=== Section Start ===

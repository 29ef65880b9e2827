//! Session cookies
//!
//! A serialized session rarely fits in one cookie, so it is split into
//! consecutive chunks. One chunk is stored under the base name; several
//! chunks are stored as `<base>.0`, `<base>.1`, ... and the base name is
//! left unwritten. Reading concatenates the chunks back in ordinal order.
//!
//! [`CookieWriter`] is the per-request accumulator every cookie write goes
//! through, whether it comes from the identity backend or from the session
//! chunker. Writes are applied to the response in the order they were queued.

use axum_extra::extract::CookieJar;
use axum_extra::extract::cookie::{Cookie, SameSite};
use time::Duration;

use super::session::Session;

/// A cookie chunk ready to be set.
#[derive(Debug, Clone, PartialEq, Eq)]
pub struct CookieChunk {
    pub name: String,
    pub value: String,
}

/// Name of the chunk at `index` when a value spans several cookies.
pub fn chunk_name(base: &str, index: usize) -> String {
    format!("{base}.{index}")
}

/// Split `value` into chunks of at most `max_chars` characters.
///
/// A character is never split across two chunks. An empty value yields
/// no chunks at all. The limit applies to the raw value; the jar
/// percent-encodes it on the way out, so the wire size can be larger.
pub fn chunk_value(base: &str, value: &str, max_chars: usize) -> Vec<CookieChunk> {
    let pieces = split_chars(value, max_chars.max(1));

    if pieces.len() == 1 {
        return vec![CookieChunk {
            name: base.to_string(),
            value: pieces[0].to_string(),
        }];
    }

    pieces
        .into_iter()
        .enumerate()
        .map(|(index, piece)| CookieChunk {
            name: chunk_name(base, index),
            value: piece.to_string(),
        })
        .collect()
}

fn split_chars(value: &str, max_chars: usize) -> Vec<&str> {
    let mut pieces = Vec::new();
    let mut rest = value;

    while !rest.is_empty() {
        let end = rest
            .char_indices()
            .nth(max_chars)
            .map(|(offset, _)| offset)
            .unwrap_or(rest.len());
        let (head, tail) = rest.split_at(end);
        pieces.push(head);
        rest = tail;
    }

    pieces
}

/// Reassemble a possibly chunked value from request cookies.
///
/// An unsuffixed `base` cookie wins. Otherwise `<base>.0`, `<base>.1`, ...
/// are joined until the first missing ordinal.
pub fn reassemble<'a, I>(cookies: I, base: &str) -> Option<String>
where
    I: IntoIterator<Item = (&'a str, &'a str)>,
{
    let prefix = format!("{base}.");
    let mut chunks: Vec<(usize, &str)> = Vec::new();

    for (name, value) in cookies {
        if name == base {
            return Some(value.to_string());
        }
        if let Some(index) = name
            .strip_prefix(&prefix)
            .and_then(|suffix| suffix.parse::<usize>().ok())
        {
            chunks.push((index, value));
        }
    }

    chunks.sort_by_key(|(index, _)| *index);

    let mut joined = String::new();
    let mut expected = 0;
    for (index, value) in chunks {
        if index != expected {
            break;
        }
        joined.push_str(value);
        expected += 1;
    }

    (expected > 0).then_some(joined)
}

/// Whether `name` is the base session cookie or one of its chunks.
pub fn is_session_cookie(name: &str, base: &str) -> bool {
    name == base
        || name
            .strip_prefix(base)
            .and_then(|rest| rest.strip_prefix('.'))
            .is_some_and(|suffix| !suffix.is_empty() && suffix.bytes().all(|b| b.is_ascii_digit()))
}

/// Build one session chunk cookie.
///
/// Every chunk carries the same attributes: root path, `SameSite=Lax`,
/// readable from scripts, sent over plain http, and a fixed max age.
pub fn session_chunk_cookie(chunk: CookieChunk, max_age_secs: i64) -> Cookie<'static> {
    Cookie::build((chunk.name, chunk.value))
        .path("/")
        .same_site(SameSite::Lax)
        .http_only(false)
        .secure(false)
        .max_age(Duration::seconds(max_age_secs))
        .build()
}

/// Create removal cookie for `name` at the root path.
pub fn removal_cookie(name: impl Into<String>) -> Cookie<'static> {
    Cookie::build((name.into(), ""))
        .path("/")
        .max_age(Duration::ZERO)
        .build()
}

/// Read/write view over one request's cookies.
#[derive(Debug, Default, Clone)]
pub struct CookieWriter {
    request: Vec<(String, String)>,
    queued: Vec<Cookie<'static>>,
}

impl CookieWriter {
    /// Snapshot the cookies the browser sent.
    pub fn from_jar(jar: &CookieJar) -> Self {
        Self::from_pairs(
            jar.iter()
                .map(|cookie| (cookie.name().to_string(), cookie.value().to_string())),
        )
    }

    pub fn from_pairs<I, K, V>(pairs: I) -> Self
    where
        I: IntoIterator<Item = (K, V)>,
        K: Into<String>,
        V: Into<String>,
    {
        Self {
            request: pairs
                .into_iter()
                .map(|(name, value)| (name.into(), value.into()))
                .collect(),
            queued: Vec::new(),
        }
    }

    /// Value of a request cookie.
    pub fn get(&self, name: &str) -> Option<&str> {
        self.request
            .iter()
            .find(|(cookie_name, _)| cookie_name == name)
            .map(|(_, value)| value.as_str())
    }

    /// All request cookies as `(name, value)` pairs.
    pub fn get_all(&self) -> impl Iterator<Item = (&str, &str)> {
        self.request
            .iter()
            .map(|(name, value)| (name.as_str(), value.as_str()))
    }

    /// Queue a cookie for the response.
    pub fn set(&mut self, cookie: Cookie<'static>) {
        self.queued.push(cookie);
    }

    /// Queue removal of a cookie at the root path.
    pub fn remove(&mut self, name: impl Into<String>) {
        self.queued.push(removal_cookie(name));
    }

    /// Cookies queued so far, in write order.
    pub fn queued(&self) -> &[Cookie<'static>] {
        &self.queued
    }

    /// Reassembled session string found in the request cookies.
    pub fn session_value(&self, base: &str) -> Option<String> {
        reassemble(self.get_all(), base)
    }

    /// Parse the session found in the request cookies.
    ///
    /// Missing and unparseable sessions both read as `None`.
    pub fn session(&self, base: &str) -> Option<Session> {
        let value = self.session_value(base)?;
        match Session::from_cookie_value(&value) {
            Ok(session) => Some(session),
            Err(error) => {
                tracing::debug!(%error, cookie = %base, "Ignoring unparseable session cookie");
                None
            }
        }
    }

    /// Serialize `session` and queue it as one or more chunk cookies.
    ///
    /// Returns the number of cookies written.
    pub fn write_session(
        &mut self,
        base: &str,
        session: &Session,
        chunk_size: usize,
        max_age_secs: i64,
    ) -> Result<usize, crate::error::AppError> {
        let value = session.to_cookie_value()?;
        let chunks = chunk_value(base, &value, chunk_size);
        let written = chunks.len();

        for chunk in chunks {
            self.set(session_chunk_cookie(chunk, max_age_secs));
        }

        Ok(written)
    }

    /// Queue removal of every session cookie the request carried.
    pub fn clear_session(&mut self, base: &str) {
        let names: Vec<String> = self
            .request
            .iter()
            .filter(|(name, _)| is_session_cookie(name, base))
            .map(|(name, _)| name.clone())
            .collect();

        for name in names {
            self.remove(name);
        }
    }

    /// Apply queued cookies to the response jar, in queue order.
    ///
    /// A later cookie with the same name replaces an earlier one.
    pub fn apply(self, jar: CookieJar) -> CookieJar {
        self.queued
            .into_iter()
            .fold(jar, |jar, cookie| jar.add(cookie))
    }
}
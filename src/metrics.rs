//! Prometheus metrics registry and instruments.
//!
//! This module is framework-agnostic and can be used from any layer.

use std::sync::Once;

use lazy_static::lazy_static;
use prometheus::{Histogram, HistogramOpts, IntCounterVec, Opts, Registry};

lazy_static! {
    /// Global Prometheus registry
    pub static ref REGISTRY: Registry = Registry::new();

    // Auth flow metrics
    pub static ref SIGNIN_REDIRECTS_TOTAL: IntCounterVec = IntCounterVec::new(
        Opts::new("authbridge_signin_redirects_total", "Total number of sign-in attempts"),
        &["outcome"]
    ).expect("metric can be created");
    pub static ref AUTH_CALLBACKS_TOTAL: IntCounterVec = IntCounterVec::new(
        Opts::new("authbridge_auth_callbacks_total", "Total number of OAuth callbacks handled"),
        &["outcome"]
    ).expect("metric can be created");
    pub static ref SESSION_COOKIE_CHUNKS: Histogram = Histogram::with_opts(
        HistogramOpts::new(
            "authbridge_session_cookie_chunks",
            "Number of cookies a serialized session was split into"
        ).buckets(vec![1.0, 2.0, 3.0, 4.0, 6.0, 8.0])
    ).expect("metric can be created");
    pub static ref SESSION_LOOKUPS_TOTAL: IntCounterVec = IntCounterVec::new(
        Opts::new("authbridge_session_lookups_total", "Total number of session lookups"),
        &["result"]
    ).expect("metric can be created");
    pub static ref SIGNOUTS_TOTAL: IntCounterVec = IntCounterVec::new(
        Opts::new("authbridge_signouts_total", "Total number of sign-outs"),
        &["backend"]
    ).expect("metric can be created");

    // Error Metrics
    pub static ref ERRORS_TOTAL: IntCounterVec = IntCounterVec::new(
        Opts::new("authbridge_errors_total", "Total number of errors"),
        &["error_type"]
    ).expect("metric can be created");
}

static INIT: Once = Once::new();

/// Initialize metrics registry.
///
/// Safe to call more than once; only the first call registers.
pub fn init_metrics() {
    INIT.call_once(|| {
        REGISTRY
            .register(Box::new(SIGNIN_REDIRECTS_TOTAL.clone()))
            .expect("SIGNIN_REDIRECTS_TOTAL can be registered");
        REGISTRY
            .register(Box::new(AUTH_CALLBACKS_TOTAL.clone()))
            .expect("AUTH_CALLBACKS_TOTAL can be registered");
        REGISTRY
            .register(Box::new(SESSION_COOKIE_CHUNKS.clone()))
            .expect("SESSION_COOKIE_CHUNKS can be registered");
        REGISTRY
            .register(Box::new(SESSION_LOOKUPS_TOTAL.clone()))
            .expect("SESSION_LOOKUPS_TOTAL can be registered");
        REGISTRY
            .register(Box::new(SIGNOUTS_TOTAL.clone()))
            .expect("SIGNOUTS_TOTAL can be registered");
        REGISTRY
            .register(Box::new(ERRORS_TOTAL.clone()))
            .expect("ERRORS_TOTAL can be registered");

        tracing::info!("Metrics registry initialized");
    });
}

=== Section End ===

WHAT THIS TASK INVOLVES
Every line from the first through the one containing "can be larger." in the listing above must be given again exactly, with nothing else alongside.

RESPONSE TO THIS TASK
repository 29ef65880b9e2827
//! Session cookies
//!
//! A serialized session rarely fits in one cookie, so it is split into
//! consecutive chunks. One chunk is stored under the base name; several
//! chunks are stored as `<base>.0`, `<base>.1`, ... and the base name is
//! left unwritten. Reading concatenates the chunks back in ordinal order.
//!
//! [`CookieWriter`] is the per-request accumulator every cookie write goes
//! through, whether it comes from the identity backend or from the session
//! chunker. Writes are applied to the response in the order they were queued.

use axum_extra::extract::CookieJar;
use axum_extra::extract::cookie::{Cookie, SameSite};
use time::Duration;

use super::session::Session;

/// A cookie chunk ready to be set.
#[derive(Debug, Clone, PartialEq, Eq)]
pub struct CookieChunk {
    pub name: String,
    pub value: String,
}

/// Name of the chunk at `index` when a value spans several cookies.
pub fn chunk_name(base: &str, index: usize) -> String {
    format!("{base}.{index}")
}

/// Split `value` into chunks of at most `max_chars` characters.
///
/// A character is never split across two chunks. An empty value yields
/// no chunks at all. The limit applies to the raw value; the jar
/// percent-encodes it on the way out, so the wire size can be larger.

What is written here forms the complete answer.